Associated Diseases:
Mutations in the rnf165 gene have been linked to several diseases, including:
- Malignancies: RNF165 mutations are commonly found in various cancers, including colon, breast, and lung cancers. Dysregulation of RNF165 can lead to uncontrolled cell growth and tumor formation.
- Neurodegenerative disorders: Mutations in rnf165 have been implicated in neurodegenerative diseases such as Alzheimer's disease and frontotemporal dementia. RNF165 dysfunction disrupts protein degradation pathways, leading to the accumulation of toxic proteins in the brain.
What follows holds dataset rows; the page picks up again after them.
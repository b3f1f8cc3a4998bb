//! Media resource addressing configuration

use crate::{get_env_or_default, ConfigResult};

/// Where playable song files are served from
#[derive(Debug, Clone)]
pub struct MediaConfig {
    /// Base URL of the media host
    pub base_url: String,

    /// Path prefix under which songs are served
    pub song_path: String,

    /// File extension of served songs, without the leading dot
    pub extension: String,
}

impl MediaConfig {
    /// Load media configuration from environment variables
    pub fn from_env() -> ConfigResult<Self> {
        Ok(Self {
            base_url: get_env_or_default("SHOWLINK_MEDIA_URL", "http://localhost:5000"),
            song_path: get_env_or_default("SHOWLINK_SONG_PATH", "/songs"),
            extension: get_env_or_default("SHOWLINK_SONG_EXTENSION", "mp3"),
        })
    }

    /// Resolve the URL of a song's audio resource.
    ///
    /// Songs are addressed by composing the base URL, the song path, the
    /// song identifier, and the configured extension.
    pub fn resource_url(&self, song_id: &str) -> String {
        format!(
            "{}/{}/{}.{}",
            self.base_url.trim_end_matches('/'),
            self.song_path.trim_matches('/'),
            song_id,
            self.extension.trim_start_matches('.'),
        )
    }
}

impl Default for MediaConfig {
    fn default() -> Self {
        Self {
            base_url: "http://localhost:5000".to_string(),
            song_path: "/songs".to_string(),
            extension: "mp3".to_string(),
        }
    }
}
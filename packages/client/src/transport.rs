//! Websocket transport with a built-in retry loop
//!
//! A transport session is one background task owning the socket. It keeps
//! trying to (re)connect until it either exhausts its attempt budget or is
//! shut down, and reports everything that happens through an event channel.
//! The connection manager never touches the socket directly; it only holds
//! a [`TransportHandle`].

use std::time::Duration;

use futures_util::{SinkExt, StreamExt};
use tokio::net::TcpStream;
use tokio::sync::mpsc;
use tokio::task::JoinHandle;
use tokio_tungstenite::tungstenite::Message;
use tokio_tungstenite::{MaybeTlsStream, WebSocketStream};
use url::Url;

use crate::error::ClientError;
use crate::messages::{OutboundMessage, ServerEvent};

/// Why a transport session stopped being connected
#[derive(Debug, Clone, Copy, PartialEq, Eq)]
pub enum DisconnectReason {
    /// The authority closed the connection
    ServerClosed,

    /// The connection dropped without a close handshake
    ConnectionLost,

    /// The client asked for the teardown
    Requested,
}

impl std::fmt::Display for DisconnectReason {
    fn fmt(&self, f: &mut std::fmt::Formatter<'_>) -> std::fmt::Result {
        match self {
            Self::ServerClosed => write!(f, "server closed"),
            Self::ConnectionLost => write!(f, "connection lost"),
            Self::Requested => write!(f, "requested"),
        }
    }
}

/// Lifecycle and protocol events reported by a transport session.
///
/// Events are delivered in the order they occur on the socket; the channel
/// introduces no reordering or batching.
#[derive(Debug, Clone)]
pub enum TransportEvent {
    /// Handshake completed
    Connected,

    /// An established connection ended
    Disconnected {
        reason: DisconnectReason,
        detail: Option<String>,
    },

    /// A connection attempt failed before the handshake completed
    ConnectError { detail: String },

    /// A protocol event arrived from the authority
    Event(ServerEvent),
}

/// Retry parameters for a transport session.
///
/// The transport's own loop drives the timing; the connection manager only
/// counts failures against `max_attempts`.
#[derive(Debug, Clone)]
pub struct ReconnectPolicy {
    /// Consecutive failed attempts before the session gives up
    pub max_attempts: u32,

    /// Fixed delay between attempts
    pub base_delay: Duration,

    /// How long a single handshake may take
    pub handshake_timeout: Duration,
}

impl Default for ReconnectPolicy {
    fn default() -> Self {
        Self {
            max_attempts: 5,
            base_delay: Duration::from_secs(1),
            handshake_timeout: Duration::from_secs(10),
        }
    }
}

/// Handle for one transport session.
///
/// Dropping or shutting down the handle is the only way to stop the
/// session; a fresh `connect()` always creates a fresh handle.
#[derive(Debug)]
pub struct TransportHandle {
    outbound: mpsc::UnboundedSender<OutboundMessage>,
    task: JoinHandle<()>,
}

impl TransportHandle {
    /// Wrap an outbound channel and the session task driving it
    pub fn new(outbound: mpsc::UnboundedSender<OutboundMessage>, task: JoinHandle<()>) -> Self {
        Self { outbound, task }
    }

    /// Queue a message for transmission
    pub fn send(&self, message: OutboundMessage) -> Result<(), ClientError> {
        self.outbound
            .send(message)
            .map_err(|_| ClientError::Transport("transport session has ended".to_string()))
    }

    /// Stop the session, cancelling any in-flight reconnection attempt
    pub fn shutdown(self) {
        self.task.abort();
    }
}

/// Something that can spawn transport sessions.
///
/// Production code uses [`WsTransportFactory`]; tests substitute a scripted
/// implementation.
pub trait TransportFactory: Send + Sync {
    /// Spawn a session task that reports through `events`
    fn spawn(
        &self,
        url: &Url,
        policy: &ReconnectPolicy,
        events: mpsc::UnboundedSender<TransportEvent>,
    ) -> TransportHandle;
}

/// The production websocket transport
#[derive(Debug, Default)]
pub struct WsTransportFactory;

impl TransportFactory for WsTransportFactory {
    fn spawn(
        &self,
        url: &Url,
        policy: &ReconnectPolicy,
        events: mpsc::UnboundedSender<TransportEvent>,
    ) -> TransportHandle {
        let (outbound_tx, outbound_rx) = mpsc::unbounded_channel();
        let url = url.clone();
        let policy = policy.clone();
        let task = tokio::spawn(run_session(url, policy, events, outbound_rx));
        TransportHandle::new(outbound_tx, task)
    }
}

/// Connect-and-retry loop for one session
async fn run_session(
    url: Url,
    policy: ReconnectPolicy,
    events: mpsc::UnboundedSender<TransportEvent>,
    mut outbound_rx: mpsc::UnboundedReceiver<OutboundMessage>,
) {
    let mut failed_attempts: u32 = 0;

    loop {
        let attempt = tokio::time::timeout(
            policy.handshake_timeout,
            tokio_tungstenite::connect_async(url.as_str()),
        )
        .await;

        match attempt {
            Ok(Ok((stream, _response))) => {
                failed_attempts = 0;
                if events.send(TransportEvent::Connected).is_err() {
                    return;
                }

                let (reason, detail) = drive_socket(stream, &events, &mut outbound_rx).await;
                let requested = reason == DisconnectReason::Requested;
                if events
                    .send(TransportEvent::Disconnected { reason, detail })
                    .is_err()
                    || requested
                {
                    return;
                }
            }
            Ok(Err(e)) => {
                failed_attempts += 1;
                tracing::warn!(
                    attempt = failed_attempts,
                    error = %e,
                    "connection attempt failed"
                );
                if events
                    .send(TransportEvent::ConnectError {
                        detail: e.to_string(),
                    })
                    .is_err()
                {
                    return;
                }
            }
            Err(_elapsed) => {
                failed_attempts += 1;
                tracing::warn!(
                    attempt = failed_attempts,
                    timeout_ms = policy.handshake_timeout.as_millis() as u64,
                    "handshake timed out"
                );
                if events
                    .send(TransportEvent::ConnectError {
                        detail: format!(
                            "handshake timed out after {}ms",
                            policy.handshake_timeout.as_millis()
                        ),
                    })
                    .is_err()
                {
                    return;
                }
            }
        }

        if failed_attempts >= policy.max_attempts {
            tracing::error!(
                attempts = failed_attempts,
                "giving up on transport session"
            );
            return;
        }

        tokio::time::sleep(policy.base_delay).await;
    }
}

/// Pump one established socket until it ends, forwarding frames both ways
async fn drive_socket(
    stream: WebSocketStream<MaybeTlsStream<TcpStream>>,
    events: &mpsc::UnboundedSender<TransportEvent>,
    outbound_rx: &mut mpsc::UnboundedReceiver<OutboundMessage>,
) -> (DisconnectReason, Option<String>) {
    let (mut sink, mut source) = stream.split();

    loop {
        tokio::select! {
            outgoing = outbound_rx.recv() => match outgoing {
                Some(message) => {
                    let json = match serde_json::to_string(&message) {
                        Ok(json) => json,
                        Err(e) => {
                            tracing::error!(action = %message.action, error = %e, "failed to serialize outbound message");
                            continue;
                        }
                    };
                    if sink.send(Message::Text(json.into())).await.is_err() {
                        return (DisconnectReason::ConnectionLost, Some("send failed".to_string()));
                    }
                }
                None => {
                    let _ = sink.send(Message::Close(None)).await;
                    return (DisconnectReason::Requested, None);
                }
            },
            incoming = source.next() => match incoming {
                Some(Ok(Message::Text(text))) => {
                    match serde_json::from_str::<ServerEvent>(text.as_str()) {
                        Ok(event) => {
                            if events.send(TransportEvent::Event(event)).is_err() {
                                return (DisconnectReason::Requested, None);
                            }
                        }
                        Err(e) => {
                            tracing::debug!(error = %e, "ignoring unparseable frame");
                        }
                    }
                }
                Some(Ok(Message::Close(frame))) => {
                    let detail = frame.map(|f| f.reason.to_string());
                    return (DisconnectReason::ServerClosed, detail);
                }
                // Pings are answered by tungstenite itself; binary frames
                // are not part of this protocol.
                Some(Ok(_)) => {}
                Some(Err(e)) => return (DisconnectReason::ConnectionLost, Some(e.to_string())),
                None => return (DisconnectReason::ConnectionLost, None),
            }
        }
    }
}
- Autoimmune diseases: RNF165 plays a role in regulating the immune system. Mutations in the gene can disrupt immune tolerance, leading to autoimmune diseases such as type 1 diabetes and lupus.
Did you Know ?
Studies have shown that approximately 1 in 1,000 people carry a mutation in the rnf165 gene, highlighting its significant role in human health.